**Given records**.
Segment Open
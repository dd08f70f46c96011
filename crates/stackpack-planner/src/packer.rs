//! Greedy, order-preserving interval builder.
//!
//! Walks a cost-weighted sequence and closes a batch whenever the next
//! whole item would overflow it. Items larger than the capacity are split
//! into single-item fragment batches, so packing never fails.

use std::mem;

use serde::{Deserialize, Serialize};
use stackpack_core::{Capacity, ResourceDescriptor};
use tracing::debug;

/// Anything that contributes a cost to a batch.
pub trait Weighted {
    fn cost(&self) -> u32;
}

impl<T: Weighted + ?Sized> Weighted for &T {
    fn cost(&self) -> u32 {
        (**self).cost()
    }
}

impl Weighted for ResourceDescriptor {
    fn cost(&self) -> u32 {
        self.cost
    }
}

/// Position of a fragment within a split item (1-based).
#[derive(Debug, Clone, Copy, PartialEq, Eq, Hash, Serialize, Deserialize)]
pub struct Fragment {
    pub part_index: u32,
    pub part_count: u32,
}

/// One item (or item fragment) inside a batch.
#[derive(Debug, Clone, PartialEq)]
pub struct BatchEntry<'a, T> {
    pub item: &'a T,
    /// Index of the item in the packed input.
    pub position: usize,
    /// Cost this entry occupies; less than the item's cost for fragments.
    pub cost: u32,
}

/// A contiguous run of the input whose summed cost fits the capacity.
#[derive(Debug, Clone, PartialEq)]
pub struct Batch<'a, T> {
    pub entries: Vec<BatchEntry<'a, T>>,
    pub total_cost: u32,
    /// Set when this batch holds one fragment of an oversized item.
    pub fragment: Option<Fragment>,
}

impl<'a, T> Batch<'a, T> {
    fn empty() -> Self {
        Self {
            entries: Vec::new(),
            total_cost: 0,
            fragment: None,
        }
    }

    fn push(&mut self, item: &'a T, position: usize, cost: u32) {
        self.entries.push(BatchEntry { item, position, cost });
        self.total_cost += cost;
    }

    pub fn len(&self) -> usize {
        self.entries.len()
    }

    pub fn is_empty(&self) -> bool {
        self.entries.is_empty()
    }

    pub fn is_fragment(&self) -> bool {
        self.fragment.is_some()
    }

    /// Input positions covered by this batch, as an inclusive range.
    pub fn span(&self) -> Option<(usize, usize)> {
        let first = self.entries.first()?.position;
        let last = self.entries.last()?.position;
        Some((first, last))
    }
}

/// Partition `items` into capacity-bounded batches, preserving order.
///
/// Every item appears in exactly one batch, or, when its cost exceeds the
/// capacity, in `ceil(cost / capacity)` consecutive fragment batches.
pub fn pack<T: Weighted>(items: &[T], capacity: Capacity) -> Vec<Batch<'_, T>> {
    let cap = capacity.get();
    let mut batches = Vec::new();
    let mut current = Batch::empty();

    for (position, item) in items.iter().enumerate() {
        let cost = item.cost();

        if cost > cap {
            if !current.is_empty() {
                batches.push(mem::replace(&mut current, Batch::empty()));
            }

            let part_count = cost.div_ceil(cap);
            let mut remaining = cost;
            for part_index in 1..=part_count {
                let part_cost = remaining.min(cap);
                remaining -= part_cost;

                let mut fragment = Batch::empty();
                fragment.push(item, position, part_cost);
                fragment.fragment = Some(Fragment { part_index, part_count });
                batches.push(fragment);
            }
            debug!(position, cost, parts = part_count, "split oversized item");
            continue;
        }

        // total_cost never exceeds cap, so the subtraction cannot underflow.
        if cost > cap - current.total_cost {
            debug!(
                items = current.len(),
                cost = current.total_cost,
                "closing batch"
            );
            batches.push(mem::replace(&mut current, Batch::empty()));
        }
        current.push(item, position, cost);
    }

    if !current.is_empty() {
        batches.push(current);
    }

    batches
}

/// Totals over a packed batch list.
#[derive(Debug, Clone, Copy, Default, PartialEq, Eq, Serialize)]
pub struct PackSummary {
    pub batches: usize,
    pub fragments: usize,
    pub entries: usize,
    pub total_cost: u64,
}

pub fn summarize<T>(batches: &[Batch<'_, T>]) -> PackSummary {
    batches.iter().fold(PackSummary::default(), |mut s, b| {
        s.batches += 1;
        s.entries += b.len();
        s.total_cost += u64::from(b.total_cost);
        if b.is_fragment() {
            s.fragments += 1;
        }
        s
    })
}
Segment Closed
**Task brief**.
Go through the material and select each line with the string "oversized" in it.

**Result of the task**.
    /// Set when this batch holds one fragment of an oversized item.
            debug!(position, cost, parts = part_count, "split oversized item");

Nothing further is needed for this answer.